Kye’s pretty well grown now. He’ll be 22 in November. He thinks his mum is a crazy hippie, which might be a bit true, I’m definitely a free spirit at heart. He’s sure he’s going to do a way better job at adulting in the real world than I do. Still for now, he’s hanging out in the comfort and safety of home with mum and dad, while he finishes his apprenticeship and saves for his own home deposit.
What now I’m about to be 40? What next?
Honestly, even though I’m getting old in terms of the way most of society frames women, I actually feel the strongest and most capable I’ve ever been.
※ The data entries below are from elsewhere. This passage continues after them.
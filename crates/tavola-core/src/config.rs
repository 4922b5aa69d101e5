//! Configuration module
//!
//! Env-driven configuration for the upload pipeline with documented
//! defaults. The pipeline itself is dependency-injected; this struct only
//! carries what the backend factories need.

use std::env;
use std::fmt::{Display, Formatter, Result as FmtResult};
use std::str::FromStr;

use anyhow::{Context, Result};

const DEFAULT_REQUEST_TIMEOUT_SECS: u64 = 30;
const DEFAULT_MAX_RETRIES: u32 = 3;
const DEFAULT_CATALOG_TABLE: &str = "media_catalog";

/// Available object-storage backends
#[derive(Debug, Clone, Copy, PartialEq, Eq)]
pub enum StorageBackendKind {
    /// Hosted Supabase storage over HTTP
    Supabase,
    /// In-process map; for tests and local development
    Memory,
}

impl FromStr for StorageBackendKind {
    type Err = anyhow::Error;

    fn from_str(s: &str) -> Result<Self, Self::Err> {
        match s.to_lowercase().as_str() {
            "supabase" => Ok(StorageBackendKind::Supabase),
            "memory" => Ok(StorageBackendKind::Memory),
            _ => Err(anyhow::anyhow!("Invalid storage backend: {}", s)),
        }
    }
}

impl Display for StorageBackendKind {
    fn fmt(&self, f: &mut Formatter<'_>) -> FmtResult {
        match self {
            StorageBackendKind::Supabase => write!(f, "supabase"),
            StorageBackendKind::Memory => write!(f, "memory"),
        }
    }
}

/// Pipeline configuration loaded from the environment.
#[derive(Debug, Clone)]
pub struct PipelineConfig {
    pub storage_backend: StorageBackendKind,
    /// Base URL of the Supabase project (e.g. "https://xyz.supabase.co")
    pub supabase_url: Option<String>,
    /// Service-role key used for storage writes
    pub supabase_service_key: Option<String>,
    /// Postgres connection string for the catalog
    pub database_url: Option<String>,
    pub request_timeout_secs: u64,
    pub max_retries: u32,
    pub catalog_table: String,
}

impl PipelineConfig {
    /// Load configuration from environment variables, reading a `.env` file
    /// when present. Missing optional values stay `None`; parse failures on
    /// typed values are errors.
    pub fn from_env() -> Result<Self> {
        dotenvy::dotenv().ok();

        let storage_backend = match env::var("STORAGE_BACKEND") {
            Ok(v) => v
                .parse()
                .with_context(|| format!("Invalid STORAGE_BACKEND value: {}", v))?,
            Err(_) => StorageBackendKind::Supabase,
        };

        let request_timeout_secs = env_parse("REQUEST_TIMEOUT_SECS", DEFAULT_REQUEST_TIMEOUT_SECS)?;
        let max_retries = env_parse("UPLOAD_MAX_RETRIES", DEFAULT_MAX_RETRIES)?;

        Ok(Self {
            storage_backend,
            supabase_url: env::var("SUPABASE_URL").ok(),
            supabase_service_key: env::var("SUPABASE_SERVICE_KEY").ok(),
            database_url: env::var("DATABASE_URL").ok(),
            request_timeout_secs,
            max_retries,
            catalog_table: env::var("CATALOG_TABLE")
                .unwrap_or_else(|_| DEFAULT_CATALOG_TABLE.to_string()),
        })
    }
}

impl Default for PipelineConfig {
    fn default() -> Self {
        Self {
            storage_backend: StorageBackendKind::Supabase,
            supabase_url: None,
            supabase_service_key: None,
            database_url: None,
            request_timeout_secs: DEFAULT_REQUEST_TIMEOUT_SECS,
            max_retries: DEFAULT_MAX_RETRIES,
            catalog_table: DEFAULT_CATALOG_TABLE.to_string(),
        }
    }
}

fn env_parse<T: FromStr>(key: &str, default: T) -> Result<T>
where
    T::Err: std::error::Error + Send + Sync + 'static,
{
    match env::var(key) {
        Ok(v) => v
            .parse()
            .with_context(|| format!("Invalid {} value: {}", key, v)),
        Err(_) => Ok(default),
    }
}

#[cfg(test)]
mod tests {
    use super::*;

    #[test]
    fn backend_kind_round_trips() {
        for kind in [StorageBackendKind::Supabase, StorageBackendKind::Memory] {
            assert_eq!(kind.to_string().parse::<StorageBackendKind>().unwrap(), kind);
        }
        assert!("nfs".parse::<StorageBackendKind>().is_err());
    }

    #[test]
    fn defaults_are_documented_values() {
        let config = PipelineConfig::default();
        assert_eq!(config.storage_backend, StorageBackendKind::Supabase);
        assert_eq!(config.request_timeout_secs, 30);
        assert_eq!(config.max_retries, 3);
        assert_eq!(config.catalog_table, "media_catalog");
    }
}
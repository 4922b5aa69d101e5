//! Postgres catalog backend
//!
//! Repository over a `PgPool`. Table names arrive at runtime (the caller may
//! route uploads to different catalog tables), so statements are built with
//! the runtime query API and the identifier is validated before it is ever
//! interpolated.

use std::time::Duration;

use anyhow::{Context, Result};
use async_trait::async_trait;
use sqlx::postgres::PgPoolOptions;
use sqlx::PgPool;
use tavola_core::PipelineConfig;
use uuid::Uuid;

use crate::traits::{CatalogError, CatalogRecord, CatalogResult, CatalogStore, NewCatalogRecord};

const MAX_CONNECTIONS: u32 = 10;
const ACQUIRE_TIMEOUT_SECS: u64 = 30;
const MAX_IDENTIFIER_LENGTH: usize = 63;

/// Setup the catalog connection pool and run pending migrations
pub async fn connect(database_url: &str) -> Result<PgPool> {
    tracing::info!("Connecting to catalog database...");
    let pool = PgPoolOptions::new()
        .max_connections(MAX_CONNECTIONS)
        .acquire_timeout(Duration::from_secs(ACQUIRE_TIMEOUT_SECS))
        .connect(database_url)
        .await
        .context("Failed to connect to catalog database")?;

    tracing::info!(max_connections = MAX_CONNECTIONS, "Catalog database connected");

    // Migrations live at the workspace root
    let migrations_dir = std::path::Path::new(env!("CARGO_MANIFEST_DIR")).join("../../migrations");
    let migrator = sqlx::migrate::Migrator::new(migrations_dir)
        .await
        .context("Failed to load migrations")?;
    migrator
        .run(&pool)
        .await
        .context("Failed to run catalog migrations")?;
    tracing::info!("Catalog migrations applied");

    Ok(pool)
}

/// Setup the catalog pool from configuration.
pub async fn connect_from_config(config: &PipelineConfig) -> Result<PgPool> {
    let url = config
        .database_url
        .as_deref()
        .context("DATABASE_URL not configured")?;
    connect(url).await
}

/// Reject anything that is not a plain lower-case SQL identifier. Runs
/// before a table name is interpolated into a statement.
fn validate_table(table: &str) -> CatalogResult<()> {
    let valid = !table.is_empty()
        && table.len() <= MAX_IDENTIFIER_LENGTH
        && table
            .chars()
            .next()
            .is_some_and(|c| c.is_ascii_lowercase() || c == '_')
        && table
            .chars()
            .all(|c| c.is_ascii_lowercase() || c.is_ascii_digit() || c == '_');

    if valid {
        Ok(())
    } else {
        Err(CatalogError::InvalidTable(table.to_string()))
    }
}

/// Postgres catalog implementation
#[derive(Clone)]
pub struct PostgresCatalog {
    pool: PgPool,
}

impl PostgresCatalog {
    pub fn new(pool: PgPool) -> Self {
        Self { pool }
    }
}

#[async_trait]
impl CatalogStore for PostgresCatalog {
    async fn insert(&self, table: &str, record: &NewCatalogRecord) -> CatalogResult<Uuid> {
        validate_table(table)?;
        let sql = format!(
            "INSERT INTO {} \
             (bucket, storage_path, public_url, file_name, content_type, size_bytes, metadata) \
             VALUES ($1, $2, $3, $4, $5, $6, $7) RETURNING id",
            table
        );

        let id: Uuid = sqlx::query_scalar(&sql)
            .bind(&record.bucket)
            .bind(&record.storage_path)
            .bind(&record.public_url)
            .bind(&record.file_name)
            .bind(&record.content_type)
            .bind(record.size_bytes)
            .bind(&record.metadata)
            .fetch_one(&self.pool)
            .await
            .map_err(|e| {
                tracing::error!(
                    error = %e,
                    table = %table,
                    storage_path = %record.storage_path,
                    "Failed to insert catalog row"
                );
                CatalogError::InsertFailed(e.to_string())
            })?;

        tracing::debug!(table = %table, id = %id, "Catalog row inserted");
        Ok(id)
    }

    async fn delete(&self, table: &str, id: Uuid) -> CatalogResult<()> {
        validate_table(table)?;
        let sql = format!("DELETE FROM {} WHERE id = $1", table);

        sqlx::query(&sql)
            .bind(id)
            .execute(&self.pool)
            .await
            .map_err(|e| {
                tracing::error!(error = %e, table = %table, id = %id, "Failed to delete catalog row");
                CatalogError::DeleteFailed(e.to_string())
            })?;

        tracing::debug!(table = %table, id = %id, "Catalog row deleted");
        Ok(())
    }

    async fn select_one(&self, table: &str, id: Uuid) -> CatalogResult<Option<CatalogRecord>> {
        validate_table(table)?;
        let sql = format!(
            "SELECT id, bucket, storage_path, public_url, file_name, content_type, \
             size_bytes, metadata, created_at FROM {} WHERE id = $1",
            table
        );

        sqlx::query_as::<_, CatalogRecord>(&sql)
            .bind(id)
            .fetch_optional(&self.pool)
            .await
            .map_err(|e| CatalogError::QueryFailed(e.to_string()))
    }
}
//! Domain models for the upload pipeline

use bytes::Bytes;
use uuid::Uuid;

use crate::error::ClassifiedError;

/// Immutable input to one upload attempt. Created by the caller, consumed
/// once by the orchestrator.
#[derive(Debug, Clone)]
pub struct UploadRequest {
    /// Raw file bytes
    pub data: Bytes,
    /// Original filename as supplied by the caller
    pub file_name: String,
    /// Declared MIME type
    pub content_type: String,
    /// Upload-type tag selecting the storage policy (e.g. "gallery", "logo")
    pub upload_type: String,
    /// Explicit bucket, bypassing policy resolution for the destination
    pub bucket_override: Option<String>,
    /// Explicit folder prefix, bypassing policy resolution for the destination
    pub folder_override: Option<String>,
    /// Whether to persist a catalog row for the stored object
    pub save_to_catalog: bool,
    /// Catalog table receiving the row; `None` uses the configured default
    pub catalog_table: Option<String>,
    /// Caller-supplied metadata forwarded verbatim into the catalog row
    pub metadata: Option<serde_json::Value>,
    /// Per-request override of the retry budget
    pub max_retries: Option<u32>,
}

impl UploadRequest {
    pub fn new(
        data: impl Into<Bytes>,
        file_name: impl Into<String>,
        content_type: impl Into<String>,
        upload_type: impl Into<String>,
    ) -> Self {
        Self {
            data: data.into(),
            file_name: file_name.into(),
            content_type: content_type.into(),
            upload_type: upload_type.into(),
            bucket_override: None,
            folder_override: None,
            save_to_catalog: true,
            catalog_table: None,
            metadata: None,
            max_retries: None,
        }
    }

    /// Send the object to an explicit bucket/folder instead of the policy
    /// destination. The policy target still supplies the validation
    /// constraints.
    pub fn with_destination(
        mut self,
        bucket: impl Into<String>,
        folder: impl Into<String>,
    ) -> Self {
        self.bucket_override = Some(bucket.into());
        self.folder_override = Some(folder.into());
        self
    }

    pub fn with_metadata(mut self, metadata: serde_json::Value) -> Self {
        self.metadata = Some(metadata);
        self
    }

    pub fn with_catalog_table(mut self, table: impl Into<String>) -> Self {
        self.catalog_table = Some(table.into());
        self
    }

    pub fn with_max_retries(mut self, max_retries: u32) -> Self {
        self.max_retries = Some(max_retries);
        self
    }

    /// Skip catalog persistence entirely; the upload ends after URL minting.
    pub fn without_catalog(mut self) -> Self {
        self.save_to_catalog = false;
        self
    }

    pub fn size_bytes(&self) -> u64 {
        self.data.len() as u64
    }
}

/// Successful outcome of one upload attempt.
#[derive(Debug, Clone, PartialEq, Eq)]
pub struct UploadReceipt {
    /// Stable public URL, immediately usable for display
    pub public_url: String,
    /// Bucket the object was written to
    pub bucket: String,
    /// Object path within the bucket
    pub storage_path: String,
    /// Catalog row id, present when persistence was requested
    pub catalog_id: Option<Uuid>,
}

/// Outcome of one upload attempt: exactly one of receipt or classified error,
/// by construction.
pub type UploadResult = Result<UploadReceipt, ClassifiedError>;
I’m fit, I have plenty of energy and a passion for life and adventure that always inspires me to dream a new dream for myself.
Where once I wanted to go out into the world and adventure and explore, now I feel a deep calling to stay home on our little farm and plant things, grow things, build things, design and create things here in our home soil. I have a whole new vision of developing our little farm as a flourishing, abundant natural food producing eco system. I want to come up with ways to bring people in to experience what we’re working on to share the eco harmonious inspiration.
I plan to continue to learn about permaculture and get my permaculture design certificate. I’d also like to learn to fly and get my pilots licence.
In the last two years I’ve started training for endurance horse riding, I’ve completed my first two 80kms rides, which has been a very special (and painful kind of) joy. One more 80 km ride completion and I will be qualified to attempt a full endurance ride, like the real horsemen and women of the sport. That’s 100 miles, or 160km. The seed has been planted.
As I look back at my first 40 years, I feel so blessed and so grateful. Not necessarily because of where I’ve been or what I’ve done, or what we’ve acquired along the way, but because of the people I’ve been blessed to know and love. My family is my biggest blessing of all. I’m so grateful to have such good, kind, inspirational, hardworking, supportive, challenging at times, and overall, loving people in my life. What an extremely blessed woman I am. My sister Em and my Mumma are my people, as very, very different as we each are. We’ve learned to celebrate each other’s strengths, and do our best not to push each other’s buttons 😊 in the way only those who know our vulnerabilities can.
As I look inward, I feel full, and bubbling with anticipation for whatever comes now. I love and trust in my soul to be my guide through all life’s seasons and in every type of weather.
My deepest desire is to play my little part in helping to steer our world out of the old dog eat dog predatory system of human slavery and unsustainable consumption and waste. And to help be a light, shining the way forward into our new, ‘we’re all in this together’ eco harmonious way of being in our world.
My hearts tells me, we as individual human beings, and collectively as a human family, have infinite creative potential to imagine the most beautiful, healthy, abundant, loving, peaceful world we can, and the power to co-create it. Why would we ever settle for anything less. I’m looking forward to seeing how much I can learn and grown and share in however long I have left.